__EXERCISE DETAILS__
Your answer should consist of the lines in the data below that contain "field".

__DATA UNDER STUDY__
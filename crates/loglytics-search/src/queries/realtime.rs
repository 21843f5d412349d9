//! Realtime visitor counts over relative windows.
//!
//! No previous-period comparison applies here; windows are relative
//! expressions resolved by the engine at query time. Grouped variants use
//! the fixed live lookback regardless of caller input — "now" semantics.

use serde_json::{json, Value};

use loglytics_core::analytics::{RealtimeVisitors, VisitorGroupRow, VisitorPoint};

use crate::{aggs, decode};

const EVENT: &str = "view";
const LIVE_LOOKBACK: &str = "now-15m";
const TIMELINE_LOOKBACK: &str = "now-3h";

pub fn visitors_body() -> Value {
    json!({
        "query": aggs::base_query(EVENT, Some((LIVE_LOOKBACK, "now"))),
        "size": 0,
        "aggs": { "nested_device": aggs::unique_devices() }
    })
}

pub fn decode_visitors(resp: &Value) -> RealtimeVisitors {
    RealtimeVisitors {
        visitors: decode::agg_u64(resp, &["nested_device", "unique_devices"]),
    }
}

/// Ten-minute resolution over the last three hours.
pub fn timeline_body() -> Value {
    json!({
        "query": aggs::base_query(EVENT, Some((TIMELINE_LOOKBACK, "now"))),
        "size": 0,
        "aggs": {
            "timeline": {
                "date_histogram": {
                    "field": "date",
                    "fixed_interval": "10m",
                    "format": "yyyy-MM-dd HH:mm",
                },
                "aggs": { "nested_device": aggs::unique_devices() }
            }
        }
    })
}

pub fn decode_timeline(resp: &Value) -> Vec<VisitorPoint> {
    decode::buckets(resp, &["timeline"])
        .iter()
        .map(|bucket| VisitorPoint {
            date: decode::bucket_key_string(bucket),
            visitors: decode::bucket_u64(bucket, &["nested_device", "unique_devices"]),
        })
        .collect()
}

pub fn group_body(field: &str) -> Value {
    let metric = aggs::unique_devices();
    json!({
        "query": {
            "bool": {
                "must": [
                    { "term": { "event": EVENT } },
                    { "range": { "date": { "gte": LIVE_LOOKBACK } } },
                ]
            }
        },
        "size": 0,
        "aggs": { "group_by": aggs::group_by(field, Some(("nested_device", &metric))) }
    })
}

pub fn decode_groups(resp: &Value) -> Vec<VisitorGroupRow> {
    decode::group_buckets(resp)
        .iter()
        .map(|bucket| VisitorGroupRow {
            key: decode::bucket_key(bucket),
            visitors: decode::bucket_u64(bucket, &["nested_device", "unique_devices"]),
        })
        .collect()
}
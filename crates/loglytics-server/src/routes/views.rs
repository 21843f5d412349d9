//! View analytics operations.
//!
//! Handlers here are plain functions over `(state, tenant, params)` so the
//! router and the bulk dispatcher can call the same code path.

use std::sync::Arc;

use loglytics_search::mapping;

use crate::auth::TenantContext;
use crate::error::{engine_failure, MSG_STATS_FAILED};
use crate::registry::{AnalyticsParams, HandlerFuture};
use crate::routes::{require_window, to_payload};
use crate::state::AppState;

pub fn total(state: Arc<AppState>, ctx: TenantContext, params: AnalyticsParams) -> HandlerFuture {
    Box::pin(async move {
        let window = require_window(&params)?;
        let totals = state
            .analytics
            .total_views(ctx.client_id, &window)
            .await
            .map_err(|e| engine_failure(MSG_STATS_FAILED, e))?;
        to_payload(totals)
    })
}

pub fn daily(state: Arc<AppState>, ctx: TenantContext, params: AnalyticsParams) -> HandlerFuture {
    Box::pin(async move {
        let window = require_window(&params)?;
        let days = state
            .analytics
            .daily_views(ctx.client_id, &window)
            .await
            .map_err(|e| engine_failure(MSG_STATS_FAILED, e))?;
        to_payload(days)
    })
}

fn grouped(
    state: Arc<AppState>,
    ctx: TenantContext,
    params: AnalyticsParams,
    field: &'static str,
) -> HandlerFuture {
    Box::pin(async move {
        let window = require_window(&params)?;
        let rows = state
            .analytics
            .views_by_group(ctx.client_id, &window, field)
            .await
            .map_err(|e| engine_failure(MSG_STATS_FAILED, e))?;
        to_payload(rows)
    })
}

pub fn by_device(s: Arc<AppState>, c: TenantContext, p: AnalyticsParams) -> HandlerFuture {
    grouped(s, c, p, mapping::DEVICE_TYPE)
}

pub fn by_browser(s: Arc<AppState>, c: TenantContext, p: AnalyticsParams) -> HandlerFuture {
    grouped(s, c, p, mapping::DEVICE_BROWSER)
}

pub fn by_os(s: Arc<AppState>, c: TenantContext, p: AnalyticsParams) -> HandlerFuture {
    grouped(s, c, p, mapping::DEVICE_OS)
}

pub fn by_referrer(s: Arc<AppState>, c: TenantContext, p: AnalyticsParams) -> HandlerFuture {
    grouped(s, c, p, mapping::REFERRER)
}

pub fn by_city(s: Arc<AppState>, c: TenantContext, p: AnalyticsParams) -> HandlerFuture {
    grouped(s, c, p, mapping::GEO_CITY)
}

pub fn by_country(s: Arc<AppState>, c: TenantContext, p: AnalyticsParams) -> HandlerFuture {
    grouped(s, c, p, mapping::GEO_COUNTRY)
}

__RESULT FOR THIS EXERCISE__
                    "field": "date",
pub fn group_body(field: &str) -> Value {
        "aggs": { "group_by": aggs::group_by(field, Some(("nested_device", &metric))) }
    field: &'static str,
            .views_by_group(ctx.client_id, &window, field)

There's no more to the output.